= Expansive clay =

Clay soil prone to swelling and shrinking

Expansive clay, also called expansive soil, is a clay soil prone to large volume changes (swelling and shrinking) directly related to changes in water content. Soils with a high content of expansive minerals can form deep cracks in drier seasons or years; such soils are called vertisols. Soils with smectite clay minerals, including montmorillonite, kaolinite, and illite group minerals, such as montmorillonite-containing bentonite, have the most dramatic shrink–swell capacity.

The mineral make-up of this type of soil is responsible for the moisture retaining capabilities. All clays consist of mineral sheets packaged into layers, and can be classified as either 1:1 or 2:1. These ratios refer to the proportion of tetrahedral sheets to octahedral sheets. Octahedral sheets are sandwiched between two tetrahedral sheets in 2:1 clays, while 1:1 clays have sheets in matched pairs. Expansive clays have an expanding crystal lattice in a 2:1 ratio; however, there are 2:1 non-expansive clays.

== Identification of expansive clay ==
To confirm the presence of expansive clay soils, geotechnical engineers may perform laboratory testing techniques to assess shrink-swell potential. Atterberg limits measure the plasticity index (PI) and liquid limit (LL) to determine soil behavior, where PI over 35 indicates high expansion potential, and LL over 50 suggests significant swelling characteristics.

A free swell test measures the free swell index (FSI) by comparing the volume of dry soil in water to its volume in kerosene. A mineralogical analysis is an X-ray diffraction (XRD) test that can identify specific clay minerals, such as montmorillonite, which would indicate shrink-swell qualities of the soil.

Field assessment for expansive soil may also be conducted, including a visual inspection to identify surface characteristics such as gilgai topography (alternating mounds and depressions) and deep shrinkage cracks. Another field assessment is a simple hand test that involves rolling moistened soil into a thread. If the thread can be rolled to a diameter of 3 mm without crumbling, the soil likely contains a measurable amount of clay content, indicating some expansiveness.

== Risk assessment ==
Identification criteria for soil expansion based on oedometer swell potential values:

| Degree of Expansion | Colloid Content (%) | Plasticity Index (%) | Shrinkage Index (%) | Expansion in Oedometer as per Holts and Gibbs (%) |
|---|---|---|---|---|
| Low | <17 | < 18 | <15 | <10 |
| Medium | 12-27 | 15-28 | 15-30 | 10-20 |
| High | 18-37 | 25-41 | 30-60 | 20-30 |
| Very High | >27 | > 35 | >60 | >30 |

== Managing expansive soils ==
Managing the effects of expansive clay on structures built in affected areas is an important consideration in geotechnical and structural engineering. Several techniques are used across the construction sector, depending on environment, cost, and schedule limitations.

=== Structural engineering ===
Structural solutions are engineered designs integrated and implemented during the foundation phase of construction. Structural design elements mitigate soils from the upward or adjacent pressures of swelling soils through physical means.

One or more techniques may be employed to manage expansive soil effects. These include designs that call for digging deep foundations or installing pile systems extending beyond affected soil depths and reinforced slab-on-grade construction with underlying crossbeams.

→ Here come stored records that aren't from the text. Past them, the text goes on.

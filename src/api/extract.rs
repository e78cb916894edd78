//! Request extractors
//!
//! Wrappers around axum's extractors that reject malformed input with the
//! crate's JSON error body instead of axum's plain-text one.

use axum::extract::{FromRequest, FromRequestParts};

use crate::error::AppError;

/// JSON body
#[derive(Debug, FromRequest)]
#[from_request(via(axum::Json), rejection(AppError))]
pub struct ApiJson<T>(pub T);

/// Path parameters
#[derive(Debug, FromRequestParts)]
#[from_request(via(axum::extract::Path), rejection(AppError))]
pub struct ApiPath<T>(pub T);

/// Query string
#[derive(Debug, FromRequestParts)]
#[from_request(via(axum::extract::Query), rejection(AppError))]
pub struct ApiQuery<T>(pub T);
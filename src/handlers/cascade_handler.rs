//! Cascade Handler
//!
//! Activation and deactivation across the Client -> Purchase -> Payment
//! tree. A whole cascade commits as one unit of work or not at all.

use chrono::{DateTime, Utc};
use uuid::Uuid;

use crate::domain::{DomainError, ErrorCode, OperationContext};
use crate::model::{Client, Entity, Purchase, Settlement};
use crate::projection::settle_purchase;
use crate::store::{LedgerTx, SharedStore};

/// Deactivate a purchase with all of its active payments and reset its
/// settlement. Returns the number of payments deactivated.
async fn retire_purchase(
    tx: &mut dyn LedgerTx,
    purchase: &mut Purchase,
    now: DateTime<Utc>,
) -> Result<u64, DomainError> {
    purchase.set_active(false, now);
    let payments = tx.deactivate_payments_of(purchase.id(), now).await?;
    purchase.apply_settlement(Settlement::unpaid(), now);
    tx.update_purchase(purchase).await?;
    Ok(payments)
}

/// Handler for soft-delete cascades
#[derive(Clone)]
pub struct CascadeHandler {
    store: SharedStore,
}

impl CascadeHandler {
    pub fn new(store: SharedStore) -> Self {
        Self { store }
    }

    /// Deactivate a purchase and its payments.
    ///
    /// Returns `false` when the purchase was already inactive.
    pub async fn deactivate_purchase(
        &self,
        purchase_id: Uuid,
        context: &OperationContext,
    ) -> Result<bool, DomainError> {
        let now = Utc::now();
        let mut tx = self.store.begin().await?;

        let mut purchase = tx
            .get_purchase(purchase_id)
            .await?
            .ok_or(DomainError::NotFound(ErrorCode::PurchaseNotFound))?;

        if !purchase.is_active() {
            tracing::debug!("Purchase {} already inactive", purchase_id);
            return Ok(false);
        }

        let payments = retire_purchase(tx.as_mut(), &mut purchase, now).await?;
        tx.commit().await?;

        tracing::info!(
            correlation_id = ?context.correlation_id,
            client_ip = ?context.client_ip,
            "Purchase {} deactivated with {} payment(s)",
            purchase_id,
            payments
        );

        Ok(true)
    }

    /// Reactivate a purchase and settle it from whatever payments are active.
    /// Payments stay inactive. Already-active purchases are returned unchanged.
    pub async fn activate_purchase(
        &self,
        purchase_id: Uuid,
        context: &OperationContext,
    ) -> Result<Purchase, DomainError> {
        let now = Utc::now();

        let (mut tx, mut purchase, client) = loop {
            let current = self
                .store
                .get_purchase(purchase_id)
                .await?
                .ok_or(DomainError::NotFound(ErrorCode::PurchaseNotFound))?;

            if current.is_active() {
                tracing::debug!("Purchase {} already active", purchase_id);
                return Ok(current);
            }

            // Client row before purchase row
            let mut tx = self.store.begin().await?;
            let client = tx.get_client(current.client_id()).await?;
            let purchase = tx
                .get_purchase(purchase_id)
                .await?
                .ok_or(DomainError::NotFound(ErrorCode::PurchaseNotFound))?;

            if purchase.client_id() == current.client_id() {
                break (tx, purchase, client);
            }
            tracing::debug!("Purchase {} moved to another client, retrying", purchase_id);
        };

        if purchase.is_active() {
            return Ok(purchase);
        }

        let client = client.ok_or(DomainError::BusinessRule(ErrorCode::ClientNotFound))?;
        if !client.is_active() {
            return Err(DomainError::BusinessRule(ErrorCode::ClientInactive));
        }

        purchase.set_active(true, now);
        tx.update_purchase(&purchase).await?;
        let purchase = settle_purchase(tx.as_mut(), purchase_id, now).await?;
        tx.commit().await?;

        tracing::info!(
            correlation_id = ?context.correlation_id,
            client_ip = ?context.client_ip,
            "Purchase {} activated (paid {}, {})",
            purchase_id,
            purchase.total_paid_value(),
            purchase.status()
        );

        Ok(purchase)
    }

    /// Deactivate a client together with every active purchase and payment
    /// beneath it.
    ///
    /// Returns `false` when the client was already inactive.
    pub async fn deactivate_client(
        &self,
        client_id: Uuid,
        context: &OperationContext,
    ) -> Result<bool, DomainError> {
        let now = Utc::now();
        let mut tx = self.store.begin().await?;

        let mut client = tx
            .get_client(client_id)
            .await?
            .ok_or(DomainError::NotFound(ErrorCode::ClientNotFound))?;

        if !client.set_active(false, now) {
            tracing::debug!("Client {} already inactive", client_id);
            return Ok(false);
        }
        tx.update_client(&client).await?;

        // Snapshot the tree before mutating it
        let purchase_ids = tx.active_purchase_ids(client_id).await?;

        let mut payments = 0;
        for purchase_id in &purchase_ids {
            let mut purchase = tx
                .get_purchase(*purchase_id)
                .await?
                .ok_or(DomainError::NotFound(ErrorCode::PurchaseNotFound))?;

            // Reassigned or retired while the snapshot was taken
            if purchase.client_id() != client_id || !purchase.is_active() {
                continue;
            }
            payments += retire_purchase(tx.as_mut(), &mut purchase, now).await?;
        }

        tx.commit().await?;

        tracing::info!(
            correlation_id = ?context.correlation_id,
            client_ip = ?context.client_ip,
            "Client {} deactivated with {} purchase(s) and {} payment(s)",
            client_id,
            purchase_ids.len(),
            payments
        );

        Ok(true)
    }

    /// Reactivate a client. Purchases stay inactive.
    pub async fn activate_client(
        &self,
        client_id: Uuid,
        context: &OperationContext,
    ) -> Result<Client, DomainError> {
        let mut tx = self.store.begin().await?;

        let mut client = tx
            .get_client(client_id)
            .await?
            .ok_or(DomainError::NotFound(ErrorCode::ClientNotFound))?;

        if !client.set_active(true, Utc::now()) {
            tracing::debug!("Client {} already active", client_id);
            return Ok(client);
        }

        tx.update_client(&client).await?;
        tx.commit().await?;

        tracing::info!(
            correlation_id = ?context.correlation_id,
            client_ip = ?context.client_ip,
            "Client {} activated",
            client_id
        );

        Ok(client)
    }
}
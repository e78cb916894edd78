//! Purchase entity and its settlement state

use chrono::{DateTime, Utc};
use rust_decimal::Decimal;
use serde::{Deserialize, Serialize};
use std::fmt;
use std::str::FromStr;
use uuid::Uuid;

use crate::domain::{Amount, Money};

use super::{non_blank, Entity};

/// Settlement status derived from the paid total.
#[derive(Debug, Clone, Copy, PartialEq, Eq, Hash, Serialize, Deserialize)]
#[serde(rename_all = "lowercase")]
pub enum PurchaseStatus {
    Pending,
    Partial,
    Paid,
}

impl PurchaseStatus {
    /// Classify a paid total against the purchase total.
    ///
    /// Paying more than the total is still `Paid`.
    pub fn classify(paid: &Money, total: &Amount) -> Self {
        if paid.covers(total) {
            Self::Paid
        } else if paid.is_zero() {
            Self::Pending
        } else {
            Self::Partial
        }
    }

    pub fn as_str(&self) -> &'static str {
        match self {
            Self::Pending => "pending",
            Self::Partial => "partial",
            Self::Paid => "paid",
        }
    }

    /// Whether the purchase still has an open balance
    pub fn is_outstanding(&self) -> bool {
        !matches!(self, Self::Paid)
    }
}

impl fmt::Display for PurchaseStatus {
    fn fmt(&self, f: &mut fmt::Formatter<'_>) -> fmt::Result {
        f.write_str(self.as_str())
    }
}

impl FromStr for PurchaseStatus {
    type Err = String;

    fn from_str(s: &str) -> Result<Self, Self::Err> {
        match s {
            "pending" => Ok(Self::Pending),
            "partial" => Ok(Self::Partial),
            "paid" => Ok(Self::Paid),
            other => Err(format!("unknown purchase status: {other}")),
        }
    }
}

/// The derived aggregate fields of a purchase.
#[derive(Debug, Clone, Copy, PartialEq, Eq, Serialize)]
pub struct Settlement {
    pub total_paid_value: Money,
    pub status: PurchaseStatus,
}

impl Settlement {
    /// Nothing paid
    pub fn unpaid() -> Self {
        Self {
            total_paid_value: Money::zero(),
            status: PurchaseStatus::Pending,
        }
    }

    pub fn from_paid(paid: Money, total: &Amount) -> Self {
        Self {
            total_paid_value: paid,
            status: PurchaseStatus::classify(&paid, total),
        }
    }
}

/// A purchase made by a client, settled by payments.
#[derive(Debug, Clone, PartialEq, Serialize)]
pub struct Purchase {
    pub(crate) id: Uuid,
    pub(crate) client_id: Uuid,
    pub(crate) description: String,
    pub(crate) total_value: Amount,

    /// Sum of active payment amounts
    pub(crate) total_paid_value: Money,

    pub(crate) status: PurchaseStatus,
    pub(crate) note_number: Option<String>,
    pub(crate) is_active: bool,
    pub(crate) created_at: DateTime<Utc>,
    pub(crate) updated_at: DateTime<Utc>,
}

/// Validated field changes for a purchase update.
#[derive(Debug, Clone, Default, PartialEq)]
pub struct PurchaseChanges {
    pub description: Option<String>,
    pub total_value: Option<Amount>,
    pub client_id: Option<Uuid>,
}

impl PurchaseChanges {
    pub fn is_empty(&self) -> bool {
        self.description.is_none() && self.total_value.is_none() && self.client_id.is_none()
    }
}

impl Purchase {
    /// Create a new active, unpaid purchase
    pub fn create(
        id: Uuid,
        client_id: Uuid,
        description: &str,
        total_value: Amount,
        note_number: Option<String>,
        now: DateTime<Utc>,
    ) -> Self {
        Self {
            id,
            client_id,
            description: description.trim().to_string(),
            total_value,
            total_paid_value: Money::zero(),
            status: PurchaseStatus::Pending,
            note_number: non_blank(note_number),
            is_active: true,
            created_at: now,
            updated_at: now,
        }
    }

    /// Apply field changes. The settlement is left for the aggregator.
    pub fn apply_changes(&mut self, changes: PurchaseChanges, now: DateTime<Utc>) {
        if let Some(description) = changes.description {
            self.description = description.trim().to_string();
        }
        if let Some(total_value) = changes.total_value {
            self.total_value = total_value;
        }
        if let Some(client_id) = changes.client_id {
            self.client_id = client_id;
        }
        self.updated_at = now;
    }

    pub fn settlement(&self) -> Settlement {
        Settlement {
            total_paid_value: self.total_paid_value,
            status: self.status,
        }
    }

    /// Overwrite the aggregate fields
    pub(crate) fn apply_settlement(&mut self, settlement: Settlement, now: DateTime<Utc>) {
        self.total_paid_value = settlement.total_paid_value;
        self.status = settlement.status;
        self.updated_at = now;
    }

    /// Remaining balance, zero once paid
    pub fn outstanding(&self) -> Money {
        let remaining = self.total_value.value() - self.total_paid_value.value();
        Money::new(remaining.max(Decimal::ZERO)).unwrap_or_default()
    }

    /// Amount paid beyond the total, if any
    pub fn overpayment(&self) -> Option<Money> {
        let excess = self.total_paid_value.value() - self.total_value.value();
        if excess > Decimal::ZERO {
            Money::new(excess).ok()
        } else {
            None
        }
    }

    // =========================================================================
    // Getters
    // =========================================================================

    pub fn client_id(&self) -> Uuid {
        self.client_id
    }

    pub fn description(&self) -> &str {
        &self.description
    }

    pub fn total_value(&self) -> Amount {
        self.total_value
    }

    pub fn total_paid_value(&self) -> Money {
        self.total_paid_value
    }

    pub fn status(&self) -> PurchaseStatus {
        self.status
    }

    pub fn note_number(&self) -> Option<&str> {
        self.note_number.as_deref()
    }
}

impl Entity for Purchase {
    fn id(&self) -> Uuid {
        self.id
    }

    fn is_active(&self) -> bool {
        self.is_active
    }

    fn created_at(&self) -> DateTime<Utc> {
        self.created_at
    }

    fn updated_at(&self) -> DateTime<Utc> {
        self.updated_at
    }

    fn set_active(&mut self, active: bool, now: DateTime<Utc>) -> bool {
        if self.is_active == active {
            return false;
        }
        self.is_active = active;
        self.updated_at = now;
        true
    }
}

#[cfg(test)]
mod tests {
    use super::*;
    use rust_decimal_macros::dec;

    fn amount(value: Decimal) -> Amount {
        Amount::new(value).unwrap()
    }

    fn money(value: Decimal) -> Money {
        Money::new(value).unwrap()
    }

    fn purchase(total: Decimal) -> Purchase {
        Purchase::create(
            Uuid::new_v4(),
            Uuid::new_v4(),
            " Notebook ",
            amount(total),
            Some(" NF-0001 ".to_string()),
            Utc::now(),
        )
    }

    #[test]
    fn test_status_thresholds() {
        let total = amount(dec!(100));

        assert_eq!(PurchaseStatus::classify(&Money::zero(), &total), PurchaseStatus::Pending);
        assert_eq!(PurchaseStatus::classify(&money(dec!(0.01)), &total), PurchaseStatus::Partial);
        assert_eq!(PurchaseStatus::classify(&money(dec!(99.99)), &total), PurchaseStatus::Partial);
        assert_eq!(PurchaseStatus::classify(&money(dec!(100)), &total), PurchaseStatus::Paid);
        assert_eq!(PurchaseStatus::classify(&money(dec!(110)), &total), PurchaseStatus::Paid);
    }

    #[test]
    fn test_status_serde() {
        assert_eq!(serde_json::to_string(&PurchaseStatus::Partial).unwrap(), "\"partial\"");
        assert_eq!("paid".parse::<PurchaseStatus>(), Ok(PurchaseStatus::Paid));
        assert!("overpaid".parse::<PurchaseStatus>().is_err());
    }

    #[test]
    fn test_purchase_create() {
        let purchase = purchase(dec!(100));

        assert_eq!(purchase.description(), "Notebook");
        assert_eq!(purchase.note_number(), Some("NF-0001"));
        assert_eq!(purchase.settlement(), Settlement::unpaid());
        assert!(purchase.is_active());
    }

    #[test]
    fn test_outstanding_and_overpayment() {
        let mut purchase = purchase(dec!(100));
        let now = Utc::now();

        purchase.apply_settlement(Settlement::from_paid(money(dec!(40)), &purchase.total_value()), now);
        assert_eq!(purchase.status(), PurchaseStatus::Partial);
        assert_eq!(purchase.outstanding().value(), dec!(60));
        assert_eq!(purchase.overpayment(), None);

        purchase.apply_settlement(Settlement::from_paid(money(dec!(110)), &purchase.total_value()), now);
        assert_eq!(purchase.status(), PurchaseStatus::Paid);
        assert!(purchase.outstanding().is_zero());
        assert_eq!(purchase.overpayment(), Some(money(dec!(10))));
    }

    #[test]
    fn test_apply_changes_keeps_settlement() {
        let mut purchase = purchase(dec!(100));
        let client_id = Uuid::new_v4();

        purchase.apply_changes(
            PurchaseChanges {
                total_value: Some(amount(dec!(250))),
                client_id: Some(client_id),
                ..Default::default()
            },
            Utc::now(),
        );

        assert_eq!(purchase.total_value(), amount(dec!(250)));
        assert_eq!(purchase.client_id(), client_id);
        assert_eq!(purchase.settlement(), Settlement::unpaid());
    }
}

Void spaces beneath foundations, created with void forms, provide empty spaces for swelling soil to move into, insulating the foundation from the impact caused by this pressure. Void forms come in various materials and formats, including degradable (paper, carton forms) and non-degradable (collapsible plastic, EPS foam), designed to work under structural concrete slabs, piers, and beams.

=== Chemical stabilization ===
Chemical stabilizers are specialized compounds that modify soil properties to create a more stable foundation for built-in expansive soil conditions. They work by altering the soil's chemical composition and physical characteristics through biological, physical, and chemical additions.

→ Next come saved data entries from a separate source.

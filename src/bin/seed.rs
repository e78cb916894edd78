//! Demo data seeding tool
//!
//! Run with: cargo run --bin seed
//!
//! Uses the store selected by STORE / DATABASE_URL. With the in-memory
//! store the data only lives for the run, which is still useful as a
//! smoke test of the handlers.

use rust_decimal::Decimal;
use uuid::Uuid;

use purchase_ledger::domain::OperationContext;
use purchase_ledger::handlers::{
    ClientHandler, CreateClientCommand, CreatePaymentCommand, CreatePurchaseCommand, NewPayment,
    PaymentHandler, PurchaseHandler,
};
use purchase_ledger::model::Entity;
use purchase_ledger::{db, Config, Purchase};

struct Seeder {
    clients: ClientHandler,
    purchases: PurchaseHandler,
    payments: PaymentHandler,
    context: OperationContext,
}

impl Seeder {
    async fn client(&self, name: &str, nickname: &str, phone: &str, email: &str) -> anyhow::Result<Uuid> {
        let command = CreateClientCommand::new(name)
            .with_nickname(nickname)
            .with_phone(phone)
            .with_email(email);

        let client = self.clients.create(command, &self.context).await?;
        println!("Client created: {} (id={})", client.name(), client.id());
        Ok(client.id())
    }

    async fn purchase(
        &self,
        client_id: Uuid,
        description: &str,
        total_value: i64,
        paid_now: i64,
        note_number: &str,
        method: &str,
    ) -> anyhow::Result<Purchase> {
        let mut command = CreatePurchaseCommand::new(client_id, description, Decimal::from(total_value))
            .with_note_number(note_number);

        if paid_now > 0 {
            let suffix = note_number.rsplit('-').next().unwrap_or(note_number);
            command = command.with_initial_payment(
                NewPayment::new(Decimal::from(paid_now), method)
                    .with_receipt_number(format!("REC-{}", suffix)),
            );
        }

        let result = self.purchases.create(command, &self.context).await?;
        let purchase = result.purchase;
        println!(
            "Purchase created: {} (total={}, paid={}, {})",
            note_number,
            purchase.total_value(),
            purchase.total_paid_value(),
            purchase.status()
        );
        Ok(purchase)
    }

    async fn payment(
        &self,
        purchase_id: Uuid,
        amount: i64,
        method: &str,
        description: &str,
        receipt_number: &str,
    ) -> anyhow::Result<()> {
        let payment = NewPayment::new(Decimal::from(amount), method)
            .with_description(description)
            .with_receipt_number(receipt_number);

        let result = self
            .payments
            .create(CreatePaymentCommand::new(purchase_id, payment), &self.context)
            .await?;

        println!(
            "Payment created: {} (amount={}, purchase now {})",
            receipt_number,
            result.payment.amount(),
            result.purchase.status()
        );
        Ok(())
    }
}

#[tokio::main]
async fn main() -> anyhow::Result<()> {
    dotenvy::dotenv().ok();
    tracing_subscriber::fmt()
        .with_env_filter(
            tracing_subscriber::EnvFilter::try_from_default_env()
                .unwrap_or_else(|_| "purchase_ledger=info".into()),
        )
        .init();

    let config = Config::from_env()?;
    let (store, pool) = db::open_store(&config).await?;

    let seeder = Seeder {
        clients: ClientHandler::new(store.clone()),
        purchases: PurchaseHandler::new(store.clone()),
        payments: PaymentHandler::new(store),
        context: OperationContext::new().with_correlation_id(Uuid::new_v4()),
    };

    println!("Seeding demo data...");

    let joao = seeder
        .client("João Silva", "joao", "11999999999", "joao@email.com")
        .await?;
    let maria = seeder
        .client("Maria Souza", "maria", "11988888888", "maria@email.com")
        .await?;
    seeder
        .client("Carlos Lima", "carlos", "21977777777", "carlos@email.com")
        .await?;

    let seeds = seeder
        .purchase(joao, "Compra de sementes", 100, 50, "NF-0001", "Pix")
        .await?;
    seeder
        .purchase(joao, "Compra de ferramentas", 300, 300, "NF-0002", "Cartão")
        .await?;
    seeder
        .purchase(maria, "Compra de adubo", 200, 0, "NF-0003", "Dinheiro")
        .await?;

    seeder
        .payment(seeds.id(), 50, "Pix", "Segunda parcela", "REC-0004")
        .await?;

    println!("Seed complete.");

    if let Some(pool) = pool {
        pool.close().await;
    }

    Ok(())
}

Common chemical expansive clay treatments include lime, portland cement, fly ash, and polymer-based additives. More recently, chemical injection (potassium, acid, or acid-oil) has been introduced as a more cost-effective means of minimizing the expansiveness of clay soils, namely by altering the clay's molecular structure and reducing the soils Ionic Exchange Rate with water.

=== Moisture control ===
Moisture control manages the swelling potential of expansive soils through preventative measures designed to redirect environmental water sources and maintain a consistent moisture equilibrium beneath and around structures.

Strategies may include drainage systems and grading for surface water management, using sump pumps, impermeable vertical moisture barriers, and landscaping designs incorporating vegetation, moisture-regulating ground cover, and/or buffer zones around the structure.